English director Stephen Frears can always be depended upon to deliver us emotionally into a complicated situation where peoples' values are put on the line. He did it in Liam, a drama about the struggles of a working-class family in Liverpool. Then in Dirty Pretty Things, he took us into the whirligig of illegal immigrants trying to survive in London. His last picture, Mrs. Henderson Presents focused on an upper-class widow who finds a new lease on life by starting a theatre. In these entertaining and well-acted movies, this English cinematic wizard tutors us in the art of empathy as he crosses from class to class and uncovers the flaws and foibles of human beings trying to cope with change.

The Queen is an audacious cinematic triumph that demonstrates that Frears is at the apex of his creative powers. With a clever, nuanced, and totally satisfying screenplay by Peter Morgan (The Last King of Scotland), this drama takes us behind-the-scenes and depicts the remarkable events set in motion by the death of Princess Diana in a car crash on August 31, 1997. The two central characters are Queen Elizabeth (Helen Mirren), who believes in tradition and duty, and the newly elected Labour Prime Minister Tony Blair (Michael Sheen), a spunky believer in modernization. Frears and Morgan mix their own story with archival footage of Diana and TV coverage of the events after her death through her funeral. A major motif in the movie is the power of the press to set in motion events and complications so diffuse and unpredictable that not even political masters of spin cannot decipher their multiple meanings.

Fresh from his landslide victory in May 1997, Tony Blair and his wife Cherie (Helen McCrory) pay an obligatory visit to the Queen. The meeting reveals his uneasiness in her presence and her disdain of young idealists. Elizabeth has seen ten prime ministers come and go since Winston Churchill. She remains in control of the meeting, and Blair comes away with respect for her long history. Blair's wife, who is anti-monarchy. feels the whole thing about bowing and groveling in the Queen's presence is a rather disagreeable charade.

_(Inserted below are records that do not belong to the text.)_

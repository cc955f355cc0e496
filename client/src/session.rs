//! Match phase, team scoring and restart coordination
//!
//! One `SessionStateMachine` lives for the whole process and is threaded
//! through the game loop; nothing here touches entities or the network.
//!
//! Phases: `Lobby -> Active <-> Paused`, `Active/Paused -> Victory -> Lobby`.
//! Starting a match is a local decision. Peers are never synchronised into
//! `Active` together, and the relay forwards gameplay events whatever the
//! local phase is.

use crate::entities::Team;
use log::{debug, info};
use rand::rngs::StdRng;
use rand::{Rng, SeedableRng};
use shared::Vec3;
use std::collections::HashSet;

pub const DEFAULT_KILL_LIMIT: u32 = 25;
pub const MIN_KILL_LIMIT: u32 = 5;
pub const MAX_KILL_LIMIT: u32 = 200;
pub const KILL_LIMIT_STEP: i32 = 5;
/// Seconds the victory screen holds before returning to the lobby.
pub const VICTORY_HOLD: f32 = 3.0;
/// Spawn points are drawn from `[-SPAWN_RANGE, SPAWN_RANGE]` on x and z.
pub const SPAWN_RANGE: f32 = 60.0;
pub const SPAWN_HEIGHT: f32 = 1.0;

#[derive(Debug, Clone, Copy, PartialEq, Eq, Default, clap::ValueEnum)]
pub enum GameMode {
    #[default]
    #[value(name = "ffa")]
    FreeForAll,
    #[value(name = "tdm")]
    TeamDeathmatch,
}

#[derive(Debug, Clone, Copy, PartialEq, Eq)]
pub enum Phase {
    Lobby,
    Active,
    Paused,
    Victory,
}

#[derive(Debug, Clone, Copy, PartialEq, Eq)]
pub enum Outcome {
    Win,
    Lose,
    /// The local player has no team to judge the result by.
    MatchOver,
}

#[derive(Debug, Clone, Copy, PartialEq, Eq, Default)]
pub struct TeamScores {
    pub red: u32,
    pub blue: u32,
}

impl TeamScores {
    pub fn get(&self, team: Team) -> u32 {
        match team {
            Team::Red => self.red,
            Team::Blue => self.blue,
        }
    }

    fn credit(&mut self, team: Team) {
        match team {
            Team::Red => self.red += 1,
            Team::Blue => self.blue += 1,
        }
    }
}

#[derive(Debug, Clone, PartialEq)]
pub struct SessionConfig {
    pub mode: GameMode,
    pub kill_limit: u32,
    /// Local team; `None` keeps the id-based default.
    pub team: Option<Team>,
}

impl Default for SessionConfig {
    fn default() -> Self {
        Self {
            mode: GameMode::FreeForAll,
            kill_limit: DEFAULT_KILL_LIMIT,
            team: None,
        }
    }
}

#[derive(Debug)]
pub struct SessionStateMachine {
    phase: Phase,
    mode: GameMode,
    kill_limit: u32,
    scores: TeamScores,
    /// Entities whose death has already been credited.
    death_latch: HashSet<u32>,
    victory_announced: bool,
    victory_timer: f32,
    winner: Option<Team>,
    outcome: Option<Outcome>,
}

/// Rounds a kill limit to the nearest step and clamps it to the allowed range.
fn snap_kill_limit(limit: u32) -> u32 {
    let step = KILL_LIMIT_STEP.unsigned_abs();
    (limit.saturating_add(step / 2) / step * step).clamp(MIN_KILL_LIMIT, MAX_KILL_LIMIT)
}

impl SessionStateMachine {
    pub fn new(config: &SessionConfig) -> Self {
        Self {
            phase: Phase::Lobby,
            mode: config.mode,
            kill_limit: snap_kill_limit(config.kill_limit),
            scores: TeamScores::default(),
            death_latch: HashSet::new(),
            victory_announced: false,
            victory_timer: 0.0,
            winner: None,
            outcome: None,
        }
    }

    pub fn phase(&self) -> Phase {
        self.phase
    }

    pub fn mode(&self) -> GameMode {
        self.mode
    }

    pub fn is_team_mode(&self) -> bool {
        self.mode == GameMode::TeamDeathmatch
    }

    pub fn kill_limit(&self) -> u32 {
        self.kill_limit
    }

    pub fn scores(&self) -> TeamScores {
        self.scores
    }

    pub fn outcome(&self) -> Option<Outcome> {
        self.outcome
    }

    pub fn winner(&self) -> Option<Team> {
        self.winner
    }

    /// True while the local player takes part in the round.
    pub fn in_round(&self) -> bool {
        self.phase != Phase::Lobby
    }

    /// Changes the mode. Only allowed in the lobby; entering team
    /// deathmatch zeroes the scores.
    pub fn set_mode(&mut self, mode: GameMode) -> bool {
        if self.phase != Phase::Lobby {
            return false;
        }
        self.mode = mode;
        if mode == GameMode::TeamDeathmatch {
            self.scores = TeamScores::default();
        }
        info!("Mode set to {:?}", mode);
        true
    }

    /// Moves the kill limit by `delta`, clamped to its allowed range.
    pub fn adjust_kill_limit(&mut self, delta: i32) -> bool {
        if self.phase != Phase::Lobby {
            return false;
        }
        let next = (i64::from(self.kill_limit) + i64::from(delta)).max(0);
        self.kill_limit = snap_kill_limit(u32::try_from(next).unwrap_or(MAX_KILL_LIMIT));
        info!("Kill limit set to {}", self.kill_limit);
        true
    }

    /// Lobby -> Active. Zeroes the scores and clears any victory state.
    pub fn start(&mut self) -> bool {
        if self.phase != Phase::Lobby {
            return false;
        }
        self.scores = TeamScores::default();
        self.clear_victory();
        self.phase = Phase::Active;
        info!("Match started ({:?})", self.mode);
        true
    }

    pub fn pause(&mut self) -> bool {
        if self.phase != Phase::Active {
            return false;
        }
        self.phase = Phase::Paused;
        true
    }

    pub fn resume(&mut self) -> bool {
        if self.phase != Phase::Paused {
            return false;
        }
        self.phase = Phase::Active;
        true
    }

    pub fn toggle_pause(&mut self) -> bool {
        match self.phase {
            Phase::Active => self.pause(),
            Phase::Paused => self.resume(),
            _ => false,
        }
    }

    /// Leaves a running match for the lobby.
    pub fn return_to_lobby(&mut self) -> bool {
        if !matches!(self.phase, Phase::Active | Phase::Paused) {
            return false;
        }
        self.phase = Phase::Lobby;
        self.clear_victory();
        true
    }

    /// Credits the opposing team for the death of `entity` in team mode.
    ///
    /// Each entity is credited at most once until [`Self::clear_death`] or a
    /// restart re-arms its latch. Returns the team that scored.
    pub fn record_death(&mut self, entity: u32, team: Option<Team>) -> Option<Team> {
        if !self.is_team_mode() {
            return None;
        }
        let team = team?;
        if !self.death_latch.insert(entity) {
            debug!("Death of {} already credited", entity);
            return None;
        }

        let scorer = team.opponent();
        self.scores.credit(scorer);
        info!(
            "{:?} scores (red {} - {} blue)",
            scorer, self.scores.red, self.scores.blue
        );
        Some(scorer)
    }

    pub fn death_credited(&self, entity: u32) -> bool {
        self.death_latch.contains(&entity)
    }

    /// Re-arms the death latch of an entity that came back to life.
    pub fn clear_death(&mut self, entity: u32) {
        self.death_latch.remove(&entity);
    }

    /// Enters `Victory` the first time a team reaches the kill limit.
    pub fn check_victory(&mut self, local_team: Option<Team>) -> Option<Outcome> {
        if self.victory_announced
            || !self.is_team_mode()
            || !matches!(self.phase, Phase::Active | Phase::Paused)
        {
            return None;
        }

        let winner = if self.scores.red >= self.kill_limit {
            Team::Red
        } else if self.scores.blue >= self.kill_limit {
            Team::Blue
        } else {
            return None;
        };

        let outcome = match local_team {
            Some(team) if team == winner => Outcome::Win,
            Some(_) => Outcome::Lose,
            None => Outcome::MatchOver,
        };

        info!("{:?} team wins: {:?}", winner, outcome);
        self.victory_announced = true;
        self.victory_timer = VICTORY_HOLD;
        self.winner = Some(winner);
        self.outcome = Some(outcome);
        self.phase = Phase::Victory;
        Some(outcome)
    }

    /// Advances phase timers. Returns true when the victory hold expired and
    /// the session went back to the lobby.
    pub fn advance(&mut self, dt: f32) -> bool {
        if self.phase != Phase::Victory {
            return false;
        }
        self.victory_timer -= dt;
        if self.victory_timer > 0.0 {
            return false;
        }

        self.scores = TeamScores::default();
        self.clear_victory();
        self.phase = Phase::Lobby;
        info!("Returning to lobby");
        true
    }

    /// Session side of a restart: scores and death latches reset and a
    /// paused match resumes.
    pub fn restart(&mut self) {
        self.scores = TeamScores::default();
        self.death_latch.clear();
        if self.phase == Phase::Paused {
            self.phase = Phase::Active;
        }
    }

    fn clear_victory(&mut self) {
        self.victory_announced = false;
        self.victory_timer = 0.0;
        self.winner = None;
        self.outcome = None;
    }

    /// Deterministic spawn point for `player_id` under a restart `seed`.
    ///
    /// Peers sharing a seed get reproducible, per-player distinct spawns.
    pub fn spawn_point(seed: u64, player_id: u32) -> Vec3 {
        let mixed = seed
            .wrapping_mul(0x9E37_79B9_7F4A_7C15)
            .rotate_left(17)
            ^ u64::from(player_id).wrapping_mul(0xBF58_476D_1CE4_E5B9);
        let mut rng = StdRng::seed_from_u64(mixed);

        let x = rng.gen_range(-SPAWN_RANGE..=SPAWN_RANGE);
        let z = rng.gen_range(-SPAWN_RANGE..=SPAWN_RANGE);
        Vec3::new(x, SPAWN_HEIGHT, z)
    }

    /// Fresh seed for a locally triggered restart.
    pub fn new_seed() -> u64 {
        rand::thread_rng().gen_range(1..=1_000_000)
    }
}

When Queen Elizabeth hears about Diana's death months later, the Royal Family is away at their Scottish retreat at Balmoral. She makes the decision not to give any public comments since this is what tradition and duty require. But the public response to Diana's death sweeps the nation into a gigantic orgy of grief. Alastair Campbell (Mark Bazeley) scores big with a speech he writes for Blair where the new Prime Minister salutes Diana as the People's Princess. Prince Charles (Alex Jennings) is upset by the Royal Family's chilly lack of response to his ex-wife's death and feels that they should modernize and get in step with the times. Prince Philip (James Cromwell) is fed up with the media's continuing criticism of the monarchy and its adulation of Diana. The Queen Mother (Sylvia Syms) is astonished by the thought that the Royal Family should have to respond in any way to what the public demands. She can't conceive of royalty from the past caving into to popular opinion. The one person in this upper-crust set who has to walk on eggshells is Sir Robin Janvrin (Roger Allam), the Queen's deputy private secetary.

One of the many remarkable surprises in this drama set in the corridors of power is how Elizabeth and Blair are changed into different people by the choices they make in the course of a tumultuous week. The Queen lives in isolation, and it is her confrontation with a stag while she is out alone in the woods that proves to be a turning point in her response to Diana's death. We won't spoil the scene but are compelled to mention that the stag is an age-old symbol of the imperial and its fourteen points means that it has eluded capture for a long time.

Helen Mirren gives an Academy Award caliber performance as the Queen who takes a long and humiliating journey to get in touch with her heart, if only for a brief shining moment. She humanizes this English figurehead in many scenes but most forcefully when reading cards critical of her just before her televised broadcast to the nation.

And although Blair succeeds in animating the Queen to show some flexibility, he finds himself defending her from the simplistic and cynical barbs of his wife and his spinmeister. In one devastating line, Elizabeth tells Blair that in the future he might find himself on the end of a vicious media attack: "One day, quite suddenly without warning, the same thing will happen to you."


Special DVD features include a commentary by director Stephen Frears and writer Peter Morgan; commentary by British historian and royal expert Robert Lacey, author of Majesty; and the making of The Queen.